Introduction
When I master tracks myself, I do it within Logic Pro. I do not delude myself into thinking that the results of my efforts will be better than that of a professional mastering engineer. My view is that that there are times when mastering tracks yourself is the pragmatic choice. In this article, I provide details of my mastering process. This builds on the article about why process mapping is relevant to music and audio.
Process Map
Click the process icon to see the larger, more detailed process map.
The Individual Tracks
After mixing and applying eq for the track itself, I check the stereo-image (especially mono-compatibility), then export the track without dynamic compression at 96Khz/24bit and type 1 dithering, just to handle dithering from Logic's internal bit-depth down to 24bits. There's a lot of debate about whether dithering at this stage is necessary. I'd usually say that if I can't hear the difference, then I don't do make the change, but for some reason, dithering at this stage is one step that I do perform. By exporting at that stage, I receive the clearest version of the source file that I can have.

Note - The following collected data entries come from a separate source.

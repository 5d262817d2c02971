//! C3HID-Core: host-side HID-over-I2C protocol stack for touch controllers.
//!
//! This crate talks to touch-sensor chips that expose standard HID registers,
//! a vendor extended-memory window and a firmware bootloader over a single
//! I2C connection.
//!
//! # Architecture
//!
//! The crate is organized into layers:
//!
//! - **Checksum**: byte-sum, Fletcher-16 and Fletcher-32 with continuation
//! - **Protocol**: Constants, register registry, descriptor headers
//! - **Transport**: Host bus abstraction (mock, simulated device)
//! - **Framer**: Extended-memory frames, registers, HID commands, feature reports
//! - **Report**: Input report decoding and queries
//! - **Bootloader**: Status parsing, command encoding, programming session
//! - **Retry**: Bounded polling policy and clocks
//! - **Events**: Observer pattern for UI decoupling
//! - **Config**: TOML session configuration
//!
//! # Example
//!
//! ```no_run
//! use c3hid_core::bootloader::{BootloaderSession, FirmwareImage};
//! use c3hid_core::config::SessionConfig;
//! use c3hid_core::framer::TransportFramer;
//! use c3hid_core::transport::SimulatedDevice;
//!
//! let config = SessionConfig::default();
//! let device = SimulatedDevice::default();
//! let framer = TransportFramer::new(device, config.device_address);
//! let mut session = BootloaderSession::new(framer, config.bootloader);
//!
//! let image = FirmwareImage::new(std::fs::read("touch.bin").unwrap(), 0x0002_D420).unwrap();
//! session.program(&image).expect("programming failed");
//! ```

pub mod bootloader;
pub mod checksum;
pub mod config;
pub mod events;
pub mod framer;
pub mod protocol;
pub mod report;
pub mod retry;
pub mod transport;

// Re-exports for convenience
pub use bootloader::{
    BootloaderError, BootloaderSession, BootloaderStatus, DeviceError, FirmwareImage, Mode,
    ProgramError, ProgramReport, Stage, Step,
};
pub use config::{BootloaderConfig, SessionConfig, StageTiming};
pub use events::{BootEvent, BootObserver, NullObserver, ObservableBus, TracingObserver};
pub use framer::{AddressMap, Endianness, TransportError, TransportFramer};
pub use report::{AbsoluteLayout, HidReport, ReportData, decode_report, decode_report_with};
pub use retry::{Clock, FakeClock, RetryPolicy, SystemClock};
pub use transport::{BusError, HostBus, MockBus, SimulatedDevice};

Putting the Tracks Together
I then import the track into another, empty, Logic Pro Song that I use just for mastering CDs. This is where I'll look at the mix of tracks and applying effects across the CD. I'll apply any eq to even out the tone across the whole CD, automate the fade-in-out levels and pass the mix through a compressor if appropriate.
Once I'm happy with the mastered sound, I export that to the destination format. Assuming it's a CD, then 44.1kHz/16-bit with type 3 dithering (or noise shaping). At the same time, I'll export an mp3, complete with mp3 ID tags.
Burning the CD
I load the CD tracks into Waveburner and burn the CD from there. This involves setting the gap between tracks to 0 seconds since the fade-ins and fade-outs have already been rendered as part of the "mastered" mix from Logic in the previous steps.
Convoluted?
I think my process is too convoluted. I would use Waveburner earlier in the process instead of loading the tracks into the empty Logic Pro track. I did try that route but I was never comfortable with its stability. It just crashed at odd times and I'd have to start again. I found the safest way was to use Logic Pro a second time for arranging all of the tracks together.
Caveat
I'm not advocating that we all should master our own tracks. Mastering engineers have a role to play for finishing your CD or other production.
Why am I publishing this?
I've never seen the process described well enough that it makes any sense. I understand the principles well-enough, I've no problem with that side of things. It's putting those principles into use using the software applications at hand that causes the issues. I've seen snippets of information but they never fully answer when you should dither or not and how, when to compress, etc. I want to encourage debate about the processes we use and I'm volunteering some of mine to get the ball rolling.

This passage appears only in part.